Tu te figures être celle par qui l’envol devient possible.

Tu retiens ton souffle, ta poitrine se soulève, emporte les lieux dans le saint des saints de ta pudeur naissante.

Tu t’agrippes à la grâce du lieu qui s’immisce en toi, te prend au cœur, remue en toi la terre de tes désirs voilés.

Comme lavée, purifiée par les lieux, tu n’en restes pas moins ce toi-même ferme et stable, figure de proue d’un langage de tous et de toutes qu’en secret tu murmures pour parler à cette image de toi tombée amoureuse des lieux.

La chute est vertige qui monte en toi.

A la déchéance toujours possible tu réponds par un élan fécond.

Non, tu ne tomberas pas dans les bras du vent, tu seras sa compagne des jours de lumière dans le souvenir ému de cette journée ensoleillée que tu savoures à l’instant.

Pour un peu tu t’envolerais, n’étaient tes jambes sous le vent qui te disent de rester là dans le frisson de la pure présence.

Enjôleuse, radieuse tu deviens dans l’image vivante pour celui ou celle qui te regarde de loin t’unir aux lieux.
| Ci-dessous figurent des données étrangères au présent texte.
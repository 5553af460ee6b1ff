//! Rational polyphase resampler.
//!
//! Converts between sampling rates source/destination reduced by their GCD
//! to an up/down rate pair. The interpolation filter is a Hann-windowed sinc
//! designed at the upsampled rate and stored phase by phase; streaming state
//! carries the filter history across calls. In this renderer it runs once
//! per asset load, never on the realtime path.

use ambra_core::{find_gcd, AmbraError, AmbraResult, Sample, TWO_PI};
use ambra_dsp::AudioBuffer;

/// Sinc zero crossings kept on each side of the filter center, at the lower
/// of the two Nyquist rates.
const SINC_ZERO_CROSSINGS: usize = 16;

/// Largest reduced up/down rate supported; beyond this the filter gets
/// impractically long.
const MAX_REDUCED_RATE: i64 = 1000;

pub struct Resampler {
    up_rate: usize,
    down_rate: usize,
    num_channels: usize,
    coeffs_per_phase: usize,
    /// Filter coefficients per phase: phase p holds h[p], h[p + up], ...
    phase_coeffs: Vec<Vec<Sample>>,
    /// Last coeffs_per_phase - 1 input frames per channel.
    state: AudioBuffer,
    /// Global input frames consumed so far.
    consumed_frames: usize,
    /// Global output frames produced so far.
    produced_frames: usize,
}

impl Resampler {
    pub fn new() -> Self {
        Self {
            up_rate: 1,
            down_rate: 1,
            num_channels: 0,
            coeffs_per_phase: 1,
            phase_coeffs: vec![vec![1.0]],
            state: AudioBuffer::new(0, 0),
            consumed_frames: 0,
            produced_frames: 0,
        }
    }

    /// Whether the rate pair is supported.
    pub fn are_sample_rates_supported(source: i64, destination: i64) -> bool {
        if source <= 0 || destination <= 0 {
            return false;
        }
        let gcd = find_gcd(source, destination);
        source / gcd <= MAX_REDUCED_RATE && destination / gcd <= MAX_REDUCED_RATE
    }

    /// Configures rates and channel count, regenerating the polyphase filter.
    /// Resets the streaming state.
    pub fn set_rate_and_num_channels(
        &mut self,
        source_frequency: i64,
        destination_frequency: i64,
        num_channels: usize,
    ) -> AmbraResult<()> {
        if !Self::are_sample_rates_supported(source_frequency, destination_frequency) {
            return Err(AmbraError::InvalidArgument(format!(
                "unsupported resampling rates {source_frequency} -> {destination_frequency}"
            )));
        }
        let gcd = find_gcd(source_frequency, destination_frequency);
        self.up_rate = (destination_frequency / gcd) as usize;
        self.down_rate = (source_frequency / gcd) as usize;
        self.num_channels = num_channels;
        self.generate_polyphase_filter();
        self.state = AudioBuffer::new(num_channels, self.coeffs_per_phase.saturating_sub(1));
        self.reset_state();
        Ok(())
    }

    /// Upper bound on the output length for `input_length` frames.
    pub fn max_output_length(&self, input_length: usize) -> usize {
        (input_length * self.up_rate).div_ceil(self.down_rate)
    }

    /// Exact output length the next `process` call will produce for
    /// `input_length` frames, given the current stream position.
    pub fn next_output_length(&self, input_length: usize) -> usize {
        let available = (self.consumed_frames + input_length) * self.up_rate;
        if available == 0 {
            return 0;
        }
        let total_out = (available - 1) / self.down_rate + 1;
        total_out - self.produced_frames
    }

    /// Resamples `input` into `output`. The output must hold exactly
    /// `next_output_length(input.num_frames())` frames.
    pub fn process(&mut self, input: &AudioBuffer, output: &mut AudioBuffer) {
        assert_eq!(input.num_channels(), self.num_channels);
        assert_eq!(output.num_channels(), self.num_channels);
        assert_eq!(output.num_frames(), self.next_output_length(input.num_frames()));

        let history = self.coeffs_per_phase - 1;
        for channel in 0..self.num_channels {
            let in_channel = input.channel(channel);
            let state_channel = self.state.channel(channel);
            // Virtual sample lookup: history frames precede this block.
            let sample_at = |global: i64| -> Sample {
                let local = global - self.consumed_frames as i64;
                if local >= 0 {
                    in_channel[local as usize]
                } else {
                    let state_index = local + history as i64;
                    if state_index >= 0 {
                        state_channel[state_index as usize]
                    } else {
                        0.0
                    }
                }
            };

            let out_channel = output.channel_mut(channel);
            for (j, out) in out_channel.iter_mut().enumerate() {
                let output_index = self.produced_frames + j;
                let time = output_index * self.down_rate;
                let base = (time / self.up_rate) as i64;
                let phase = time % self.up_rate;
                let coeffs = &self.phase_coeffs[phase];
                let mut accumulator = 0.0f32;
                for (k, &coeff) in coeffs.iter().enumerate() {
                    accumulator += coeff * sample_at(base - k as i64);
                }
                *out = accumulator;
            }
        }

        // Carry the trailing frames into the state buffer.
        let input_len = input.num_frames();
        for channel in 0..self.num_channels {
            let mut carried = vec![0.0f32; history];
            for (i, value) in carried.iter_mut().enumerate() {
                let global = (self.consumed_frames + input_len) as i64 - history as i64 + i as i64;
                let local = global - self.consumed_frames as i64;
                *value = if local >= 0 {
                    input.channel(channel)[local as usize]
                } else if global >= 0 {
                    let state_index = local + history as i64;
                    if state_index >= 0 {
                        self.state.channel(channel)[state_index as usize]
                    } else {
                        0.0
                    }
                } else {
                    0.0
                };
            }
            self.state.channel_mut(channel).copy_from_slice(&carried);
        }

        self.consumed_frames += input_len;
        self.produced_frames += output.num_frames();
    }

    /// Clears the streaming state for reuse on a fresh stream.
    pub fn reset_state(&mut self) {
        self.state.clear();
        self.consumed_frames = 0;
        self.produced_frames = 0;
    }

    /// Hann-windowed sinc at the upsampled rate, arranged per phase. The
    /// cutoff sits at the lower of the two Nyquist frequencies; the gain
    /// compensates the zero stuffing.
    fn generate_polyphase_filter(&mut self) {
        if self.up_rate == self.down_rate {
            self.coeffs_per_phase = 1;
            self.phase_coeffs = vec![vec![1.0]];
            return;
        }
        let cutoff = 0.5 / self.up_rate.max(self.down_rate) as f64;
        let half_width = SINC_ZERO_CROSSINGS * self.up_rate.max(self.down_rate);
        let num_taps = 2 * half_width + 1;

        let mut filter = vec![0.0f64; num_taps];
        for (n, tap) in filter.iter_mut().enumerate() {
            let argument = n as f64 - half_width as f64;
            let sinc = if argument == 0.0 {
                2.0 * cutoff
            } else {
                (TWO_PI as f64 * cutoff * argument).sin() / (std::f64::consts::PI * argument)
            };
            let window =
                0.5 * (1.0 - (TWO_PI as f64 * n as f64 / (num_taps - 1) as f64).cos());
            *tap = sinc * window * self.up_rate as f64;
        }

        self.coeffs_per_phase = num_taps.div_ceil(self.up_rate);
        self.phase_coeffs = (0..self.up_rate)
            .map(|phase| {
                (0..self.coeffs_per_phase)
                    .map(|k| {
                        filter
                            .get(phase + k * self.up_rate)
                            .copied()
                            .unwrap_or(0.0) as Sample
                    })
                    .collect()
            })
            .collect();
    }
}

impl Default for Resampler {
    fn default() -> Self {
        Self::new()
    }
}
Ainsi te rejoindre dans la lumière, devenir la caresse du vent qui soulève ta jupe, voilà ce que l’image vivante souffle à l’oreille de l’homme que je suis, ne fuis pas, épris de danse que je suis.

Dans la pleine lumière du jour radieux, sous le regard aimable du paysage, ainsi rêver à ce qui dépasse jusqu’aux mots pour le dire, ainsi frôler l’indicible qui dépasse en compagnie de ton image vivante, voilà ce qui s’offre à moi par-delà le temps présent, présent qu’à ma manière je savoure avec toi.